Stored items
*-*-*

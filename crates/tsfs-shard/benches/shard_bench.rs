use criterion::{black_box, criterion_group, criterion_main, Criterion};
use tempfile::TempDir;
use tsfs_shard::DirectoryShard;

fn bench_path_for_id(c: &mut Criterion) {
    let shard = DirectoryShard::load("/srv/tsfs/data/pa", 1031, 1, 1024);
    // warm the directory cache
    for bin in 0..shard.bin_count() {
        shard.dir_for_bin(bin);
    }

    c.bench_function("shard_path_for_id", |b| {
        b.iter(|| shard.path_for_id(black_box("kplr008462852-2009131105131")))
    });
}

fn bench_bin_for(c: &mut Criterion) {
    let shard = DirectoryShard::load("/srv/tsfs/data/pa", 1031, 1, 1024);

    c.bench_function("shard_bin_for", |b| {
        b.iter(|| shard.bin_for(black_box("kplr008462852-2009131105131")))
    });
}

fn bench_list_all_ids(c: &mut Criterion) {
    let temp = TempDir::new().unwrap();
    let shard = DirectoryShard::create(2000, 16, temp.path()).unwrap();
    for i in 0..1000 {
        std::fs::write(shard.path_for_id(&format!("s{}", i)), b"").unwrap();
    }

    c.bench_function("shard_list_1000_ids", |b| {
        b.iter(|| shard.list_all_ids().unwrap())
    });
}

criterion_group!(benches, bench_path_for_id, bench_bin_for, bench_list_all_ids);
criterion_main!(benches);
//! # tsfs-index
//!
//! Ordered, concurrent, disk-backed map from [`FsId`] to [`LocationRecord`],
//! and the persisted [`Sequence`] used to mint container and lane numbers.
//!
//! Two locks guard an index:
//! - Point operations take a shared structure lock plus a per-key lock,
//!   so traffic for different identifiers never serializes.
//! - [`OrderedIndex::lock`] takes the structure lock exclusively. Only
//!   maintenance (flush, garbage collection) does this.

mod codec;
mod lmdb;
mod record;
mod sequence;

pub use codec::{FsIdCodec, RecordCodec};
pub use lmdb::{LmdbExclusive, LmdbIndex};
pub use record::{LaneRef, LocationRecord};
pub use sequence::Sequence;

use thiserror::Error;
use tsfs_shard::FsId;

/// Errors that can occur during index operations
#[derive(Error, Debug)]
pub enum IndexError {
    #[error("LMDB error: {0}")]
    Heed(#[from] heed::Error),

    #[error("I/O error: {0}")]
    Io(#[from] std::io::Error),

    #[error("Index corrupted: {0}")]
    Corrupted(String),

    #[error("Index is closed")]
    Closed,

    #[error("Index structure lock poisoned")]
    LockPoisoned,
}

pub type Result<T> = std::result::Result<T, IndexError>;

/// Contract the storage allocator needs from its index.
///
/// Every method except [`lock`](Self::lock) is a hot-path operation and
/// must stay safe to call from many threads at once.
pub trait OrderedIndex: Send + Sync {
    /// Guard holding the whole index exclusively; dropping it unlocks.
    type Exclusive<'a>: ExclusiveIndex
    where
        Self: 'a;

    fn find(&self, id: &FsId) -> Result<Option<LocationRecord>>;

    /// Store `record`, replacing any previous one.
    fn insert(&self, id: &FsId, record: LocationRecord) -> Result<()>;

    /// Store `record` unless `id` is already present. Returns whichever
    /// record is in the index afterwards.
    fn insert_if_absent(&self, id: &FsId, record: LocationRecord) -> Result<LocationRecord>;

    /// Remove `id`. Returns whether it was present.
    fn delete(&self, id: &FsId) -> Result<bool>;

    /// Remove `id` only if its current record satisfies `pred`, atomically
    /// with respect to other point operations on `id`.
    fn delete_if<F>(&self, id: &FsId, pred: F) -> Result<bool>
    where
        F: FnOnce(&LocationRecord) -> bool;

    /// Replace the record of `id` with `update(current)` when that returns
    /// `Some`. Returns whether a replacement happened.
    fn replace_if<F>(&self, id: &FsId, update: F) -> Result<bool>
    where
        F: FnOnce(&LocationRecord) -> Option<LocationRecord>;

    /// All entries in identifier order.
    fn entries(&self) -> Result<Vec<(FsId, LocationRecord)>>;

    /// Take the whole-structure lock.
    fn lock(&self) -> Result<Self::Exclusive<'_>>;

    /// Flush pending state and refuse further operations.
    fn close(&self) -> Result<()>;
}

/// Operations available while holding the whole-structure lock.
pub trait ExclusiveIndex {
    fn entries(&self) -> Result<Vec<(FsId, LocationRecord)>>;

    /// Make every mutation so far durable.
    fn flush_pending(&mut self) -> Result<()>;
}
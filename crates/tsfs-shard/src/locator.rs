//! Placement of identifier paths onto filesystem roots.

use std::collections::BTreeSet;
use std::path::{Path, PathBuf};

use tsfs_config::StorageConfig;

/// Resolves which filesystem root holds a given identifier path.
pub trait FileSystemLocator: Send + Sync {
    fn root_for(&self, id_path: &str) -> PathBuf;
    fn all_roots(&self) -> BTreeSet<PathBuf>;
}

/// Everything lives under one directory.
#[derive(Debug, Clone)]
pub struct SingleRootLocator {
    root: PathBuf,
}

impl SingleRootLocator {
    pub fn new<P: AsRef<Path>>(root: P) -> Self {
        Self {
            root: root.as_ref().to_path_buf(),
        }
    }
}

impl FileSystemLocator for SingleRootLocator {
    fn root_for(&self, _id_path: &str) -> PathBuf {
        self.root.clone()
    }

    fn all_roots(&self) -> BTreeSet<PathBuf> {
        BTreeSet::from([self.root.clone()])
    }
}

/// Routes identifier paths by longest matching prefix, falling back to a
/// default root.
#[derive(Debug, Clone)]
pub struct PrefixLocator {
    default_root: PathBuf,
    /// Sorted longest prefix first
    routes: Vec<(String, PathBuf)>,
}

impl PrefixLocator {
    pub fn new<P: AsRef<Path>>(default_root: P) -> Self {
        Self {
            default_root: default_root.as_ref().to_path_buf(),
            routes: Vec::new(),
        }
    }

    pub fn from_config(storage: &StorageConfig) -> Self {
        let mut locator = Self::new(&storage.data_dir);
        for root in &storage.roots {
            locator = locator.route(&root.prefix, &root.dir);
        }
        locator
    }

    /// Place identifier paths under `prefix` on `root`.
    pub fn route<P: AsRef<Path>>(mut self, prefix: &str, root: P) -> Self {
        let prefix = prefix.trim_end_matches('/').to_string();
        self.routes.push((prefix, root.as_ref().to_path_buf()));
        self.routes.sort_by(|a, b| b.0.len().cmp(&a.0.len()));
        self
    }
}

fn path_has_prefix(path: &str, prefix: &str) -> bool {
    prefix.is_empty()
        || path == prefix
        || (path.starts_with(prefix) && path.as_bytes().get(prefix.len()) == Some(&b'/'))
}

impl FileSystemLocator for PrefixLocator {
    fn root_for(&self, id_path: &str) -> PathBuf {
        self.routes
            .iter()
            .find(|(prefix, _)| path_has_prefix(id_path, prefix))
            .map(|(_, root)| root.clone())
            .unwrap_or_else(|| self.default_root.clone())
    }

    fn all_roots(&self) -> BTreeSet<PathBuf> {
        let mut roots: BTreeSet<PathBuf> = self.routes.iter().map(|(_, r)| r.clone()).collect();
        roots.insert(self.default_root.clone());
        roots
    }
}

*-*-*

[WORK TO BE COMPLETED] The records above should be repeated in full, exactly as given.

[ANSWER AREA]
filename crates/tsfs-shard/benches/shard_bench.rs
use criterion::{black_box, criterion_group, criterion_main, Criterion};
use tempfile::TempDir;
use tsfs_shard::DirectoryShard;

fn bench_path_for_id(c: &mut Criterion) {
    let shard = DirectoryShard::load("/srv/tsfs/data/pa", 1031, 1, 1024);
    // warm the directory cache
    for bin in 0..shard.bin_count() {
        shard.dir_for_bin(bin);
    }

    c.bench_function("shard_path_for_id", |b| {
        b.iter(|| shard.path_for_id(black_box("kplr008462852-2009131105131")))
    });
}

fn bench_bin_for(c: &mut Criterion) {
    let shard = DirectoryShard::load("/srv/tsfs/data/pa", 1031, 1, 1024);

    c.bench_function("shard_bin_for", |b| {
        b.iter(|| shard.bin_for(black_box("kplr008462852-2009131105131")))
    });
}

fn bench_list_all_ids(c: &mut Criterion) {
    let temp = TempDir::new().unwrap();
    let shard = DirectoryShard::create(2000, 16, temp.path()).unwrap();
    for i in 0..1000 {
        std::fs::write(shard.path_for_id(&format!("s{}", i)), b"").unwrap();
    }

    c.bench_function("shard_list_1000_ids", |b| {
        b.iter(|| shard.list_all_ids().unwrap())
    });
}

criterion_group!(benches, bench_path_for_id, bench_bin_for, bench_list_all_ids);
criterion_main!(benches);
//! # tsfs-index
//!
//! Ordered, concurrent, disk-backed map from [`FsId`] to [`LocationRecord`],
//! and the persisted [`Sequence`] used to mint container and lane numbers.
//!
//! Two locks guard an index:
//! - Point operations take a shared structure lock plus a per-key lock,
//!   so traffic for different identifiers never serializes.
//! - [`OrderedIndex::lock`] takes the structure lock exclusively. Only
//!   maintenance (flush, garbage collection) does this.

mod codec;
mod lmdb;
mod record;
mod sequence;

pub use codec::{FsIdCodec, RecordCodec};
pub use lmdb::{LmdbExclusive, LmdbIndex};
pub use record::{LaneRef, LocationRecord};
pub use sequence::Sequence;

use thiserror::Error;
use tsfs_shard::FsId;

/// Errors that can occur during index operations
#[derive(Error, Debug)]
pub enum IndexError {
    #[error("LMDB error: {0}")]
    Heed(#[from] heed::Error),

    #[error("I/O error: {0}")]
    Io(#[from] std::io::Error),

    #[error("Index corrupted: {0}")]
    Corrupted(String),

    #[error("Index is closed")]
    Closed,

    #[error("Index structure lock poisoned")]
    LockPoisoned,
}

pub type Result<T> = std::result::Result<T, IndexError>;

/// Contract the storage allocator needs from its index.
///
/// Every method except [`lock`](Self::lock) is a hot-path operation and
/// must stay safe to call from many threads at once.
pub trait OrderedIndex: Send + Sync {
    /// Guard holding the whole index exclusively; dropping it unlocks.
    type Exclusive<'a>: ExclusiveIndex
    where
        Self: 'a;

    fn find(&self, id: &FsId) -> Result<Option<LocationRecord>>;

    /// Store `record`, replacing any previous one.
    fn insert(&self, id: &FsId, record: LocationRecord) -> Result<()>;

    /// Store `record` unless `id` is already present. Returns whichever
    /// record is in the index afterwards.
    fn insert_if_absent(&self, id: &FsId, record: LocationRecord) -> Result<LocationRecord>;

    /// Remove `id`. Returns whether it was present.
    fn delete(&self, id: &FsId) -> Result<bool>;

    /// Remove `id` only if its current record satisfies `pred`, atomically
    /// with respect to other point operations on `id`.
    fn delete_if<F>(&self, id: &FsId, pred: F) -> Result<bool>
    where
        F: FnOnce(&LocationRecord) -> bool;

    /// Replace the record of `id` with `update(current)` when that returns
    /// `Some`. Returns whether a replacement happened.
    fn replace_if<F>(&self, id: &FsId, update: F) -> Result<bool>
    where
        F: FnOnce(&LocationRecord) -> Option<LocationRecord>;

    /// All entries in identifier order.
    fn entries(&self) -> Result<Vec<(FsId, LocationRecord)>>;

    /// Take the whole-structure lock.
    fn lock(&self) -> Result<Self::Exclusive<'_>>;

    /// Flush pending state and refuse further operations.
    fn close(&self) -> Result<()>;
}

/// Operations available while holding the whole-structure lock.
pub trait ExclusiveIndex {
    fn entries(&self) -> Result<Vec<(FsId, LocationRecord)>>;

    /// Make every mutation so far durable.
    fn flush_pending(&mut self) -> Result<()>;
}
filename crates/tsfs-shard/src/locator.rs
//! Placement of identifier paths onto filesystem roots.

use std::collections::BTreeSet;
use std::path::{Path, PathBuf};

use tsfs_config::StorageConfig;

/// Resolves which filesystem root holds a given identifier path.
pub trait FileSystemLocator: Send + Sync {
    fn root_for(&self, id_path: &str) -> PathBuf;
    fn all_roots(&self) -> BTreeSet<PathBuf>;
}

/// Everything lives under one directory.
#[derive(Debug, Clone)]
pub struct SingleRootLocator {
    root: PathBuf,
}

impl SingleRootLocator {
    pub fn new<P: AsRef<Path>>(root: P) -> Self {
        Self {
            root: root.as_ref().to_path_buf(),
        }
    }
}

impl FileSystemLocator for SingleRootLocator {
    fn root_for(&self, _id_path: &str) -> PathBuf {
        self.root.clone()
    }

    fn all_roots(&self) -> BTreeSet<PathBuf> {
        BTreeSet::from([self.root.clone()])
    }
}

/// Routes identifier paths by longest matching prefix, falling back to a
/// default root.
#[derive(Debug, Clone)]
pub struct PrefixLocator {
    default_root: PathBuf,
    /// Sorted longest prefix first
    routes: Vec<(String, PathBuf)>,
}

impl PrefixLocator {
    pub fn new<P: AsRef<Path>>(default_root: P) -> Self {
        Self {
            default_root: default_root.as_ref().to_path_buf(),
            routes: Vec::new(),
        }
    }

    pub fn from_config(storage: &StorageConfig) -> Self {
        let mut locator = Self::new(&storage.data_dir);
        for root in &storage.roots {
            locator = locator.route(&root.prefix, &root.dir);
        }
        locator
    }

    /// Place identifier paths under `prefix` on `root`.
    pub fn route<P: AsRef<Path>>(mut self, prefix: &str, root: P) -> Self {
        let prefix = prefix.trim_end_matches('/').to_string();
        self.routes.push((prefix, root.as_ref().to_path_buf()));
        self.routes.sort_by(|a, b| b.0.len().cmp(&a.0.len()));
        self
    }
}

fn path_has_prefix(path: &str, prefix: &str) -> bool {
    prefix.is_empty()
        || path == prefix
        || (path.starts_with(prefix) && path.as_bytes().get(prefix.len()) == Some(&b'/'))
}

impl FileSystemLocator for PrefixLocator {
    fn root_for(&self, id_path: &str) -> PathBuf {
        self.routes
            .iter()
            .find(|(prefix, _)| path_has_prefix(id_path, prefix))
            .map(|(_, root)| root.clone())
            .unwrap_or_else(|| self.default_root.clone())
    }

    fn all_roots(&self) -> BTreeSet<PathBuf> {
        let mut roots: BTreeSet<PathBuf> = self.routes.iter().map(|(_, r)| r.clone()).collect();
        roots.insert(self.default_root.clone());
        roots
    }
}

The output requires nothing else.